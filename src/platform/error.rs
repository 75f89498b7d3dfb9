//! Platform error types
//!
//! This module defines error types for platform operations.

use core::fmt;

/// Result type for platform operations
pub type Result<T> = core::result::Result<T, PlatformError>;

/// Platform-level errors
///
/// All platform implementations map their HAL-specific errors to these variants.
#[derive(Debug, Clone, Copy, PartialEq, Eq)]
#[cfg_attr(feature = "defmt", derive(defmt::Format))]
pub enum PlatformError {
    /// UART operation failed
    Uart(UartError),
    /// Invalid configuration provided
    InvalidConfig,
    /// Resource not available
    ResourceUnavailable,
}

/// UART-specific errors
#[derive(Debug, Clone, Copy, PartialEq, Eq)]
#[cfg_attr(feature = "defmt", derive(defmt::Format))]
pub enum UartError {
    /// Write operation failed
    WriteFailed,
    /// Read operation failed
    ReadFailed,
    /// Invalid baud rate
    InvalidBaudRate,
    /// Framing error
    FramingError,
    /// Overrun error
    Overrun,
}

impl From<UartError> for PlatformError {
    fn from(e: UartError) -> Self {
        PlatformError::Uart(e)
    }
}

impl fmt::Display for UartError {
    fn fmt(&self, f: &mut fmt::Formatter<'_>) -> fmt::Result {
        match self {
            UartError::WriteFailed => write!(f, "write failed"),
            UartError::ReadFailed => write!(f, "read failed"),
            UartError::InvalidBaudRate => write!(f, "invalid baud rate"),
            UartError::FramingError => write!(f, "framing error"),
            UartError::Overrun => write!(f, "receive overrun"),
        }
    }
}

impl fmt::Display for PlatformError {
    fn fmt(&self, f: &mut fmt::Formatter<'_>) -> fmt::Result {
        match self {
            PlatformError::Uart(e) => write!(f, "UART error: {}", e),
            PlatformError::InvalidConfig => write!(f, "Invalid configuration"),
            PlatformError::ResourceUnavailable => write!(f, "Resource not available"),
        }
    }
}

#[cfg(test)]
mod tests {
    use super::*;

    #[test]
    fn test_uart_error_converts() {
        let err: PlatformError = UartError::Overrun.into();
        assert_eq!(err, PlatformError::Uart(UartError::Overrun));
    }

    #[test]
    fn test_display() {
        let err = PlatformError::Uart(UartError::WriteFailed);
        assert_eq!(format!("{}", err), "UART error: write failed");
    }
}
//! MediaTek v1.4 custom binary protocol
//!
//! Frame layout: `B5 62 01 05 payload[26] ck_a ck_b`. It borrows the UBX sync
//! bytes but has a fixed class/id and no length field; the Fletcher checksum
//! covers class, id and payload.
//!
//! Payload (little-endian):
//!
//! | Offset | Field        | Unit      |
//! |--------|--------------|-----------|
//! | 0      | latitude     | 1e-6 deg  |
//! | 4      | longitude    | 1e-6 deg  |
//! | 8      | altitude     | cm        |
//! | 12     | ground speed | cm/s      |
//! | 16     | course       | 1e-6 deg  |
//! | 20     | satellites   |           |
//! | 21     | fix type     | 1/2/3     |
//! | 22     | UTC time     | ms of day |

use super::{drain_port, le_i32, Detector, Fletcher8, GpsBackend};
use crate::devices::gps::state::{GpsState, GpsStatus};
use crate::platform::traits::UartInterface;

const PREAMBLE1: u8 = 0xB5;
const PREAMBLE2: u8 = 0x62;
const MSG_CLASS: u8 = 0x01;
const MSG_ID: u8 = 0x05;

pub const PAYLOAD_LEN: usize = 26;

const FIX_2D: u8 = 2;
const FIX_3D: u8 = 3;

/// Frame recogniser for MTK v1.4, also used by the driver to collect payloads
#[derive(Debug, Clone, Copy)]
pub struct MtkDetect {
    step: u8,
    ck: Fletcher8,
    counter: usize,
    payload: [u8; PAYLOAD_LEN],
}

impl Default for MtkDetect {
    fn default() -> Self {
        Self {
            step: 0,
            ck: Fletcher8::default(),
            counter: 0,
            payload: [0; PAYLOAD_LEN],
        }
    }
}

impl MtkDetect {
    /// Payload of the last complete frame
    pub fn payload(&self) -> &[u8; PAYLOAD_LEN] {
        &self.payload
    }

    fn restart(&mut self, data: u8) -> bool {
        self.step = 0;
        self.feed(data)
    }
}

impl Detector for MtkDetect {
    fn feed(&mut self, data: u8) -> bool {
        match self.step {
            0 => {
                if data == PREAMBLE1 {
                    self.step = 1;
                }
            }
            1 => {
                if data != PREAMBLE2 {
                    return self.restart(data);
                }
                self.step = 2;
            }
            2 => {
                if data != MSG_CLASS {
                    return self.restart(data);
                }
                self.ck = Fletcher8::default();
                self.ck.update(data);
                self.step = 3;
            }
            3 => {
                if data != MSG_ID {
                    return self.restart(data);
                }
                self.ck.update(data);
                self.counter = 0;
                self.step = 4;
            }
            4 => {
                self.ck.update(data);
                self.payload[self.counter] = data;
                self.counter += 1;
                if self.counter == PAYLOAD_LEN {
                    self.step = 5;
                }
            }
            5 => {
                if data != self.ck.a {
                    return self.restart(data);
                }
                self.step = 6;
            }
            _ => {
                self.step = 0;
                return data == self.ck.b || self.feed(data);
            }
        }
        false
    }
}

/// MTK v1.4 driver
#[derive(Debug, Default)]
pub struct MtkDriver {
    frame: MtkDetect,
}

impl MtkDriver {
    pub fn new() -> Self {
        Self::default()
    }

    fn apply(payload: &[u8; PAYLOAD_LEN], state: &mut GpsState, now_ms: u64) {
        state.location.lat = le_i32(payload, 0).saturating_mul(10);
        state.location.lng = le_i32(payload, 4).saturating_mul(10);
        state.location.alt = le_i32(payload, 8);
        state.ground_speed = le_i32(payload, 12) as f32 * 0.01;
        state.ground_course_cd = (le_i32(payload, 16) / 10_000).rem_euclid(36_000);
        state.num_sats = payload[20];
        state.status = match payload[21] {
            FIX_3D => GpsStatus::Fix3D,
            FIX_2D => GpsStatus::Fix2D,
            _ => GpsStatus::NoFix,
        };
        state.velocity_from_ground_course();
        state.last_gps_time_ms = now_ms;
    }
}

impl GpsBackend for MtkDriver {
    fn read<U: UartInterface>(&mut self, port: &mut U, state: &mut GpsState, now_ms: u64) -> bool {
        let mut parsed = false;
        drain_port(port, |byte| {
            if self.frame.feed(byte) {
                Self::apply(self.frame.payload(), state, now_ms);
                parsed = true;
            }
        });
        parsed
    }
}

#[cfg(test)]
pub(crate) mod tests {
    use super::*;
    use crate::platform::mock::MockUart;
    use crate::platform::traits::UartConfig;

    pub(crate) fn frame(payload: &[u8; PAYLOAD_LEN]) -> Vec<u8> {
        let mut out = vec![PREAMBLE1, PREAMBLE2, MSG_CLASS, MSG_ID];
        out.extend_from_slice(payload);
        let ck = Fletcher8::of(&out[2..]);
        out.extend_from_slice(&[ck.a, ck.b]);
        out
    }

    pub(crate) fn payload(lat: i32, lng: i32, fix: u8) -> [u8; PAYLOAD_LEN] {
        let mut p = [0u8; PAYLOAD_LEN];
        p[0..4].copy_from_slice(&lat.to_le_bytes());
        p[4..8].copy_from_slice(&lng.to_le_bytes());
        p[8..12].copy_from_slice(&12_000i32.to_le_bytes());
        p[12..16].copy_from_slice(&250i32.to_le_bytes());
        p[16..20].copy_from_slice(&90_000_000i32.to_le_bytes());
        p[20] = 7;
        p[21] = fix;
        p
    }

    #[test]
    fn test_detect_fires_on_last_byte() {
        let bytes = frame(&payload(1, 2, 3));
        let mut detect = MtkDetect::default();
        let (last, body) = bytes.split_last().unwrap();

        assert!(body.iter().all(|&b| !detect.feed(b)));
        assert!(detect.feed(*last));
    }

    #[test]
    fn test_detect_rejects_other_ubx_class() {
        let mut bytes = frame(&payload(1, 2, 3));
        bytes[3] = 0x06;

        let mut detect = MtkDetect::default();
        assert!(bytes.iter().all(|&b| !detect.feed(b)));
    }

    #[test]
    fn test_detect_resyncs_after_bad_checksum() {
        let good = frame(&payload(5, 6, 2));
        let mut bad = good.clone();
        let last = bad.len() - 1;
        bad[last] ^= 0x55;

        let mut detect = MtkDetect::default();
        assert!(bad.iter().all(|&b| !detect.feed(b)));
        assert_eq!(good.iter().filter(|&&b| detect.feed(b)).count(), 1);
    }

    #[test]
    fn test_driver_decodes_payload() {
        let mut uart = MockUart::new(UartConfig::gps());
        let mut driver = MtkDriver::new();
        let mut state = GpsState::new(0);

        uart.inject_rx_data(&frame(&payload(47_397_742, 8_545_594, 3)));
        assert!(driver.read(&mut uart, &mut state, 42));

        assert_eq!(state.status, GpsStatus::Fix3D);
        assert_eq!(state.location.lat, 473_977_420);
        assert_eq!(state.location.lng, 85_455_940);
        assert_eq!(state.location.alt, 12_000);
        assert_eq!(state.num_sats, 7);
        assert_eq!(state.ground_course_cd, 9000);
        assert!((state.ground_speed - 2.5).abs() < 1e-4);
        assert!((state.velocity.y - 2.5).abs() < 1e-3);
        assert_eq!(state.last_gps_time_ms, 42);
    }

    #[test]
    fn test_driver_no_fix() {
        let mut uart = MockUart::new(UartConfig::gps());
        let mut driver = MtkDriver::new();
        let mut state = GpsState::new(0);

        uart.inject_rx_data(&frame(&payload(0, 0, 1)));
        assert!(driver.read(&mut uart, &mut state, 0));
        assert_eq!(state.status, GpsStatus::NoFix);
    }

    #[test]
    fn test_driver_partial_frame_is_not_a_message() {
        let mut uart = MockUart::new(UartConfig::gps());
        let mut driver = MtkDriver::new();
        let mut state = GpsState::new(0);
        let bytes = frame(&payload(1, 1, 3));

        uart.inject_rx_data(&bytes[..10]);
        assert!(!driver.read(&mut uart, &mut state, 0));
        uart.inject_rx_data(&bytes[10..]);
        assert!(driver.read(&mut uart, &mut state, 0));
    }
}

----

• [PROBLEM]: When you reach the line in the material above that holds "if data != PREAMBLE2", begin reproducing lines exactly, and stop after the line that holds "fn apply(payload: &[u8;".

• [ANSWER FOR THIS EXERCISE]:
                if data != PREAMBLE2 {
                    return self.restart(data);
                }
                self.step = 2;
            }
            2 => {
                if data != MSG_CLASS {
                    return self.restart(data);
                }
                self.ck = Fletcher8::default();
                self.ck.update(data);
                self.step = 3;
            }
            3 => {
                if data != MSG_ID {
                    return self.restart(data);
                }
                self.ck.update(data);
                self.counter = 0;
                self.step = 4;
            }
            4 => {
                self.ck.update(data);
                self.payload[self.counter] = data;
                self.counter += 1;
                if self.counter == PAYLOAD_LEN {
                    self.step = 5;
                }
            }
            5 => {
                if data != self.ck.a {
                    return self.restart(data);
                }
                self.step = 6;
            }
            _ => {
                self.step = 0;
                return data == self.ck.b || self.feed(data);
            }
        }
        false
    }
}

/// MTK v1.4 driver
#[derive(Debug, Default)]
pub struct MtkDriver {
    frame: MtkDetect,
}

impl MtkDriver {
    pub fn new() -> Self {
        Self::default()
    }

    fn apply(payload: &[u8; PAYLOAD_LEN], state: &mut GpsState, now_ms: u64) {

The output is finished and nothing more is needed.